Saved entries
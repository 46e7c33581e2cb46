use core::alloc::Layout;
use core::cell::Cell;
use core::mem::align_of;
use core::ptr::NonNull;

#[cfg(target_endian = "little")]
#[repr(C)]
pub struct Alloc {
	ptr: NonNull<u8>,
	len: usize,
	end: NonNull<Meta>,
}

#[cfg(target_endian = "big")]
#[repr(C)]
struct Alloc {
	end: NonNull<Meta>,
	len: usize,
	ptr: NonNull<u8>,
}

impl Alloc {
	/// Returns the number of uninitialised bytes remaining.
	#[inline]
	pub fn uninit_capacity(&self) -> usize {
		unsafe { self.end.cast::<u8>().offset_from_unsigned(self.ptr) }
	}
}

impl Drop for Alloc {
	fn drop(&mut self) {
		unsafe { Meta::drop(self.end) }
	}
}

#[repr(align(2))]
struct Meta {
	rc: Cell<usize>,
	capacity: usize,
}

impl Meta {
	const ALIGN: usize = align_of::<Meta>();

	unsafe fn drop(ptr: NonNull<Self>) {
		let this = ptr.as_ref();

		let cnt = this.rc.get() - 1;

		if cnt != 0 {
			this.rc.set(cnt);
			return;
		}

		let cap = this.capacity;

		let head = ptr.cast::<u8>().sub(cap).as_ptr();
		let layout = Layout::from_size_align_unchecked(cap, Self::ALIGN);

		std::alloc::dealloc(head, layout);
	}
}
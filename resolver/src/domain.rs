//! The auth/forward domain map, consulted first by the engine to
//! short-circuit resolution for locally authoritative or forwarded zones.
//! Grounded on PowerDNS's `AuthDomain` struct and `domainmap_t`.
//!
//! The map is replaced wholesale and atomically: `reload_auth_and_forwards`
//! swaps a pointer; in-flight readers keep their old snapshot. `Arc` gives
//! that for free — a reader clones the `Arc` once per resolution and the old
//! map stays alive until the last clone drops.

use std::net::IpAddr;
use std::sync::{Arc, RwLock};

use crate::model::{Name, ResourceRecord};
use crate::name::{longest_suffix_match, more_specific_than};

pub struct AuthDomain {
	pub name: Name,
	/// Non-empty iff this zone is forwarded rather than locally authoritative.
	pub forward_servers: Vec<IpAddr>,
	pub rd_forward: bool,
	/// Ordered-non-unique by (qname, qtype).
	pub records: Vec<ResourceRecord>,
}

impl AuthDomain {
	pub fn is_forward(&self) -> bool {
		!self.forward_servers.is_empty()
	}

	pub fn lookup(&self, qname: &Name, qtype: u16) -> Vec<ResourceRecord> {
		self.records.iter().filter(|rr| rr.ty == qtype && rr.name.eq_ignore_case(qname)).cloned().collect()
	}
}

#[derive(Default)]
pub struct DomainMap {
	zones: Vec<AuthDomain>,
}

impl DomainMap {
	pub fn new() -> Self {
		Self { zones: Vec::new() }
	}

	pub fn insert(&mut self, domain: AuthDomain) {
		self.zones.push(domain);
	}

	/// The longest ancestor zone of `qname` present in the map, if any.
	pub fn lookup(&self, qname: &Name) -> Option<&AuthDomain> {
		let names: Vec<&Name> = self.zones.iter().map(|z| &z.name).collect();
		let best = longest_suffix_match(qname, names.into_iter())?;
		self.zones.iter().find(|z| z.name.fold() == best.fold())
	}

	pub fn contains_ancestor_of(&self, qname: &Name) -> bool {
		self.zones.iter().any(|z| more_specific_than(qname, &z.name))
	}

	pub fn len(&self) -> usize {
		self.zones.len()
	}

	pub fn is_empty(&self) -> bool {
		self.zones.is_empty()
	}
}

/// An atomically-swappable handle to the current domain map: reloads swap
/// the pointer inside each worker via broadcast.
#[derive(Clone)]
pub struct DomainMapHandle(Arc<RwLock<Arc<DomainMap>>>);

impl DomainMapHandle {
	pub fn new(map: DomainMap) -> Self {
		Self(Arc::new(RwLock::new(Arc::new(map))))
	}

	/// A stable snapshot for the duration of one resolution.
	pub fn snapshot(&self) -> Arc<DomainMap> {
		self.0.read().expect("domain map lock poisoned").clone()
	}

	/// Publishes a freshly built map, replacing the snapshot future readers
	/// observe; in-flight readers keep finishing with the map they already
	/// snapshotted.
	pub fn reload(&self, map: DomainMap) {
		*self.0.write().expect("domain map lock poisoned") = Arc::new(map);
	}
}

impl Default for DomainMapHandle {
	fn default() -> Self {
		Self::new(DomainMap::new())
	}
}
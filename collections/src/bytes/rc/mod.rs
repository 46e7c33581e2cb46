use core::cell::Cell;
use core::mem::{align_of, size_of};
use core::ptr::NonNull;
use std::alloc::{self, Layout};

/// A reference-counted memory block
#[repr(transparent)]
pub struct Alloc {
	/// A pointer to the beginning of the data
	ptr: NonNull<u8>,
}

/// Get the layout required to represent bytes of the specified length
unsafe fn layout(len: usize) -> Layout {
	Layout::from_size_align(size_of::<Meta>() + len, align_of::<Meta>()).unwrap()
}

impl Alloc {
	/// Create a new uninitialised allocation with the specified length
	pub fn uninit(len: usize) -> Self {
		unsafe {
			// The layout will never be zero-sized, since a `Meta` structure is always appended to the beginning of it.
			let ptr = alloc::alloc(layout(len));
			// The allocator API should never return a null pointer.
			Self::from_ptr(ptr, len)
		}
	}

	/// Create a new zeroed allocation with the specified length
	pub fn zeroed(len: usize) -> Self {
		unsafe {
			// The layout will never be zero-sized, since a `Meta` structure is always appended to the beginning of it.
			let ptr = alloc::alloc_zeroed(layout(len));
			// The allocator API should never return a null pointer.
			Self::from_ptr(ptr, len)
		}
	}

	/// Initialise an allocation's reference-counting block. `ptr` must be non-null.
	unsafe fn from_ptr(ptr: *mut u8, len: usize) -> Self {
		unsafe {
			// `ptr` must be non-null.
			let ptr = NonNull::new_unchecked(ptr);
			// Write in the allocation length and initial reference count, which is 1.
			ptr.cast::<Meta>().write(Meta { rc: Cell::new(1), len });
			// Return a new instance pointing to the data section of the allocation.
			Self { ptr: ptr.add(size_of::<Meta>()) }
		}
	}

	/// Returns the base data pointer. It will be valid for whatever `len` value was passed when it was created.
	pub fn base_ptr(&self) -> NonNull<u8> {
		self.ptr
	}

	/// Get a pointer to the reference counting block
	unsafe fn meta_ptr(&self) -> NonNull<Meta> {
		self.ptr.sub(size_of::<Meta>()).cast()
	}
}

impl Clone for Alloc {
	/// Increment the reference count on this block
	fn clone(&self) -> Self {
		// Get a reference to the reference counting block
		let Meta { rc, .. } = unsafe { self.meta_ptr().as_ref() };
		// Increment the reference count
		rc.set(rc.get() + 1);
		// Duplicate the pointer
		Self { ptr: self.ptr }
	}
}

impl Drop for Alloc {
	fn drop(&mut self) {
		// Get a pointer to the reference counting block
		let ptr = unsafe { self.meta_ptr() };
		// Get a reference to that pointer
		let Meta { rc, len } = unsafe { ptr.as_ref() };

		// Decrement the reference count by one
		let cnt = rc.get() - 1;

		if cnt == 0 {
			// Deallocate the buffer if there are no remaining references to it
			unsafe { std::alloc::dealloc(ptr.as_ptr() as _, layout(*len)) };
		} else {
			// Set the new reference count
			rc.set(cnt);
		}
	}
}

struct Meta {
	/// The number of references to this memory block.
	rc: Cell<usize>,
	/// The number of bytes in this allocation after the end of the [Meta] section.
	len: usize,
}
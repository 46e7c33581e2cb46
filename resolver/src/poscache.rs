//! The positive record cache. Treated as an external collaborator — the
//! engine only depends on the [`PositiveCache`] trait, and a default
//! in-memory implementation is provided for tests and as the out-of-the-box
//! worker cache.

use std::collections::HashMap;

use crate::model::{Name, ResourceRecord};

pub trait PositiveCache {
	/// Live records for (qname, qtype), TTLs already trimmed to their
	/// remaining lifetime as of `now`. Empty if nothing cached or everything
	/// expired.
	fn get(&mut self, qname: &Name, qtype: u16, now: u32) -> Vec<ResourceRecord>;

	/// Replaces the cached set for (qname, qtype). Authoritative answers
	/// replace non-authoritative ones; TTLs are clamped to `max_ttl`.
	fn replace(&mut self, qname: &Name, qtype: u16, records: Vec<ResourceRecord>, now: u32, max_ttl: u32);

	fn size(&self) -> usize;
	fn hits(&self) -> u64;
	fn misses(&self) -> u64;
}

struct Slot {
	records: Vec<ResourceRecord>,
	/// Absolute expiry of the slot as a whole (the minimum ttd among its
	/// records at insertion time).
	ttd: u32,
	authoritative: bool,
}

#[derive(Default)]
pub struct MemCache {
	table: HashMap<(String, u16), Slot>,
	hits: u64,
	misses: u64,
}

impl MemCache {
	pub fn new() -> Self {
		Self { table: HashMap::new(), hits: 0, misses: 0 }
	}
}

impl PositiveCache for MemCache {
	fn get(&mut self, qname: &Name, qtype: u16, now: u32) -> Vec<ResourceRecord> {
		let key = (qname.fold(), qtype);

		let live = match self.table.get(&key) {
			Some(slot) if slot.ttd > now => Some(slot),
			_ => None,
		};

		match live {
			Some(slot) => {
				self.hits += 1;
				slot.records
					.iter()
					.cloned()
					.map(|mut rr| {
						rr.ttl = slot.ttd.saturating_sub(now);
						rr
					})
					.collect()
			}
			None => {
				self.misses += 1;
				Vec::new()
			}
		}
	}

	fn replace(&mut self, qname: &Name, qtype: u16, records: Vec<ResourceRecord>, now: u32, max_ttl: u32) {
		let key = (qname.fold(), qtype);

		let authoritative = records.iter().any(|rr| rr.authoritative);

		if let Some(existing) = self.table.get(&key) {
			if existing.authoritative && !authoritative {
				// an authoritative entry is never downgraded by a
				// non-authoritative (glue) replacement
				return;
			}
		}

		let ttd = records.iter().map(|rr| now + rr.ttl.min(max_ttl)).min().unwrap_or(now);

		self.table.insert(key, Slot { records, ttd, authoritative });
	}

	fn size(&self) -> usize {
		self.table.len()
	}

	fn hits(&self) -> u64 {
		self.hits
	}

	fn misses(&self) -> u64 {
		self.misses
	}
}
// Dotflow
// Copyright (C) 2025 Synerthink

// This program is free software: you can redistribute it and/or modify
// it under the terms of the GNU Affero General Public License as published by
// the Free Software Foundation, either version 3 of the License, or
// (at your option) any later version.

// This program is distributed in the hope that it will be useful,
// but WITHOUT ANY WARRANTY; without even the implied warranty of
// MERCHANTABILITY or FITNESS FOR A PARTICULAR PURPOSE.  See the
// GNU Affero General Public License for more details.

// You should have received a copy of the GNU Affero General Public License
// along with this program.  If not, see <http://www.gnu.org/licenses/>.

//! Derived links.
//!
//! Neither kind is written by users. Implied links record that creating a
//! path touches everything inside it; dummy links record that an operation
//! creating inside another operation's created directory must rerun when
//! the outer directory is rebuilt.
//!
//! Both functions are incremental: given links being added and the links
//! already present, they produce only the derived links the addition
//! introduces. Called with a deletion set against the full previous graph,
//! the same functions produce the derived links to retire.

use super::link::{Link, LinkKind};
use dotflow_common::{strictly_along, path_along, with_trailing_slash};
use serde::{Deserialize, Serialize};
use std::collections::BTreeSet;

/// What happens when one script creates a path inside a tree that the same
/// schedule also creates. [`TieBreak::MostRecentWins`] keeps only the
/// outermost creation per script when deriving dummies, so a directory
/// rebuild is not also triggered by every nested create it performs.
#[derive(Debug, Clone, Copy, PartialEq, Eq, Serialize, Deserialize)]
pub enum TieBreak {
    MostRecentWins,
    KeepAll,
}

/// Implied links introduced by adding `new` to `existing`.
pub fn implied_links(new: &[Link], existing: &[Link]) -> Vec<Link> {
    if new.is_empty() {
        return Vec::new();
    }
    let all: Vec<&Link> = new.iter().chain(existing).collect();
    let new_refs: Vec<&Link> = new.iter().collect();

    let mut out: BTreeSet<Link> = BTreeSet::new();
    for (endpoints_of, creators_of) in [(&new_refs, &all), (&all, &new_refs)] {
        let creators: BTreeSet<(&str, &str, Option<&str>, Option<&str>)> = creators_of
            .iter()
            .filter(|l| l.kind == LinkKind::CreatedBy)
            .map(|l| {
                (
                    l.target.as_str(),
                    l.target_file.as_str(),
                    l.update_script.as_deref(),
                    l.update_script_file.as_deref(),
                )
            })
            .collect();
        let endpoints: BTreeSet<(&str, &str)> = endpoints_of
            .iter()
            .flat_map(|l| {
                [
                    (l.source.as_str(), l.source_file.as_str()),
                    (l.target.as_str(), l.target_file.as_str()),
                ]
            })
            .collect();

        for (obj, obj_file, script, script_file) in &creators {
            for (end, end_file) in &endpoints {
                if path_along(end_file, obj_file) {
                    out.insert(Link {
                        kind: LinkKind::Implied,
                        source: obj.to_string(),
                        source_file: obj_file.to_string(),
                        target: end.to_string(),
                        target_file: end_file.to_string(),
                        update_script: script.map(str::to_string),
                        update_script_file: script_file.map(str::to_string),
                        is_fast: false,
                    });
                }
            }
        }
    }
    out.into_iter()
        .filter(|l| with_trailing_slash(&l.source) != with_trailing_slash(&l.target))
        .collect()
}

/// Dummy links introduced by adding `new` to `existing`.
pub fn dummy_links(new: &[Link], existing: &[Link], tie: TieBreak) -> Vec<Link> {
    let new_c: Vec<&Link> = new.iter().filter(|l| l.kind == LinkKind::CreatedBy).collect();
    if new_c.is_empty() {
        return Vec::new();
    }
    let total_c: Vec<&Link> = new
        .iter()
        .chain(existing)
        .filter(|l| l.kind == LinkKind::CreatedBy)
        .collect();

    let mut out: BTreeSet<Link> = BTreeSet::new();
    for (inner_of, outer_of) in [(&new_c, &total_c), (&total_c, &new_c)] {
        let outers: BTreeSet<(&str, &str)> = outer_of
            .iter()
            .map(|l| (l.target.as_str(), l.target_file.as_str()))
            .collect();
        let mut inners: Vec<(&str, &str, Option<&str>, Option<&str>)> = inner_of
            .iter()
            .map(|l| {
                (
                    l.target.as_str(),
                    l.target_file.as_str(),
                    l.update_script.as_deref(),
                    l.update_script_file.as_deref(),
                )
            })
            .collect::<BTreeSet<_>>()
            .into_iter()
            .collect();

        if tie == TieBreak::MostRecentWins {
            // Per script, drop creations nested inside another of its own
            // creations; only the outermost matters.
            let keys: Vec<String> = inners
                .iter()
                .map(|(_, tf, s, _)| format!("{} ; {}", s.unwrap_or("None"), tf))
                .collect();
            let nested: Vec<bool> = keys
                .iter()
                .map(|k| keys.iter().any(|other| strictly_along(k, other)))
                .collect();
            inners = inners
                .into_iter()
                .zip(nested)
                .filter(|(_, n)| !*n)
                .map(|(i, _)| i)
                .collect();
        }

        for (outer, outer_file) in &outers {
            for (inner, _inner_file, script, script_file) in &inners {
                if strictly_along(inner, outer) {
                    let Some(script) = script else { continue };
                    out.insert(Link {
                        kind: LinkKind::Dummy,
                        source: format!("{}dummy", with_trailing_slash(outer)),
                        source_file: format!("{}dummy", with_trailing_slash(outer_file)),
                        target: script.to_string(),
                        target_file: script_file.unwrap_or_default().to_string(),
                        update_script: None,
                        update_script_file: None,
                        is_fast: false,
                    });
                }
            }
        }
    }
    out.into_iter().filter(|l| l.source != l.target).collect()
}
// Dotflow
// Copyright (C) 2025 Synerthink

// This program is free software: you can redistribute it and/or modify
// it under the terms of the GNU Affero General Public License as published by
// the Free Software Foundation, either version 3 of the License, or
// (at your option) any later version.

// This program is distributed in the hope that it will be useful,
// but WITHOUT ANY WARRANTY; without even the implied warranty of
// MERCHANTABILITY or FITNESS FOR A PARTICULAR PURPOSE.  See the
// GNU Affero General Public License for more details.

// You should have received a copy of the GNU Affero General Public License
// along with this program.  If not, see <http://www.gnu.org/licenses/>.

use tracing::debug;

#[derive(Debug, Clone, PartialEq)]
pub enum Token {
    // Keywords
    Import,
    From,
    As,
    Let,
    Fn,
    If,
    Else,
    For,
    In,
    Return,
    True,
    False,

    Ident(String),
    Str(String),
    Number(f64),

    // Punctuation
    LParen,
    RParen,
    LBrace,
    RBrace,
    LBracket,
    RBracket,
    Comma,
    Dot,
    Assign,
    Pipe,
    Star,
    /// `#[`, opening a function attribute.
    AttrStart,

    // Binary operators other than `*`
    Plus,
    Minus,
    Slash,
    EqEq,
    NotEq,
    Lt,
    Gt,
    Le,
    Ge,

    Eof,
}

/// Tokenize a script. Whitespace, newlines, and `;` are insignificant; `#`
/// starts a line comment unless immediately followed by `[`. Anything else
/// the grammar has no token for is skipped with a debug trace.
pub fn tokenize(input: &str) -> Vec<Token> {
    let chars: Vec<char> = input.chars().collect();
    let mut tokens = Vec::new();
    let mut i = 0;

    while i < chars.len() {
        let c = chars[i];
        match c {
            ' ' | '\t' | '\r' | '\n' => i += 1,
            '#' => {
                if i + 1 < chars.len() && chars[i + 1] == '[' {
                    tokens.push(Token::AttrStart);
                    i += 2;
                } else {
                    while i < chars.len() && chars[i] != '\n' {
                        i += 1;
                    }
                }
            }
            '"' => {
                i += 1;
                let mut s = String::new();
                while i < chars.len() && chars[i] != '"' {
                    if chars[i] == '\\' && i + 1 < chars.len() {
                        i += 1;
                        s.push(match chars[i] {
                            'n' => '\n',
                            't' => '\t',
                            other => other,
                        });
                    } else {
                        s.push(chars[i]);
                    }
                    i += 1;
                }
                i += 1; // closing quote
                tokens.push(Token::Str(s));
            }
            '(' => {
                tokens.push(Token::LParen);
                i += 1;
            }
            ')' => {
                tokens.push(Token::RParen);
                i += 1;
            }
            '{' => {
                tokens.push(Token::LBrace);
                i += 1;
            }
            '}' => {
                tokens.push(Token::RBrace);
                i += 1;
            }
            '[' => {
                tokens.push(Token::LBracket);
                i += 1;
            }
            ']' => {
                tokens.push(Token::RBracket);
                i += 1;
            }
            ',' => {
                tokens.push(Token::Comma);
                i += 1;
            }
            '.' => {
                tokens.push(Token::Dot);
                i += 1;
            }
            '|' => {
                tokens.push(Token::Pipe);
                i += 1;
            }
            '*' => {
                tokens.push(Token::Star);
                i += 1;
            }
            '+' => {
                tokens.push(Token::Plus);
                i += 1;
            }
            '-' => {
                tokens.push(Token::Minus);
                i += 1;
            }
            '/' => {
                tokens.push(Token::Slash);
                i += 1;
            }
            '=' => {
                if i + 1 < chars.len() && chars[i + 1] == '=' {
                    tokens.push(Token::EqEq);
                    i += 2;
                } else {
                    tokens.push(Token::Assign);
                    i += 1;
                }
            }
            '!' => {
                if i + 1 < chars.len() && chars[i + 1] == '=' {
                    tokens.push(Token::NotEq);
                    i += 2;
                } else {
                    i += 1;
                }
            }
            '<' => {
                if i + 1 < chars.len() && chars[i + 1] == '=' {
                    tokens.push(Token::Le);
                    i += 2;
                } else {
                    tokens.push(Token::Lt);
                    i += 1;
                }
            }
            '>' => {
                if i + 1 < chars.len() && chars[i + 1] == '=' {
                    tokens.push(Token::Ge);
                    i += 2;
                } else {
                    tokens.push(Token::Gt);
                    i += 1;
                }
            }
            c if c.is_ascii_digit() => {
                let start = i;
                while i < chars.len() && (chars[i].is_ascii_digit() || chars[i] == '.') {
                    // A dot only continues the number when a digit follows,
                    // so `1.foo` lexes as Number(1) Dot Ident(foo).
                    if chars[i] == '.'
                        && !(i + 1 < chars.len() && chars[i + 1].is_ascii_digit())
                    {
                        break;
                    }
                    i += 1;
                }
                let text: String = chars[start..i].iter().collect();
                tokens.push(Token::Number(text.parse().unwrap_or(0.0)));
            }
            c if c.is_alphabetic() || c == '_' => {
                let start = i;
                while i < chars.len() && (chars[i].is_alphanumeric() || chars[i] == '_') {
                    i += 1;
                }
                let word: String = chars[start..i].iter().collect();
                tokens.push(match word.as_str() {
                    "import" => Token::Import,
                    "from" => Token::From,
                    "as" => Token::As,
                    "let" => Token::Let,
                    "fn" => Token::Fn,
                    "if" => Token::If,
                    "else" => Token::Else,
                    "for" => Token::For,
                    "in" => Token::In,
                    "return" => Token::Return,
                    "true" => Token::True,
                    "false" => Token::False,
                    _ => Token::Ident(word),
                });
            }
            // Statement terminators are optional and carry no meaning.
            ';' => i += 1,
            other => {
                debug!(ch = %other, index = i, "skipping unrecognized character");
                i += 1;
            }
        }
    }

    tokens.push(Token::Eof);
    tokens
}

> Goal of the exercise
The response consists of the lines above that contain "Ident".

> Solution for this problem
    Ident(String),
                    // so `1.foo` lexes as Number(1) Dot Ident(foo).
                    _ => Token::Ident(word),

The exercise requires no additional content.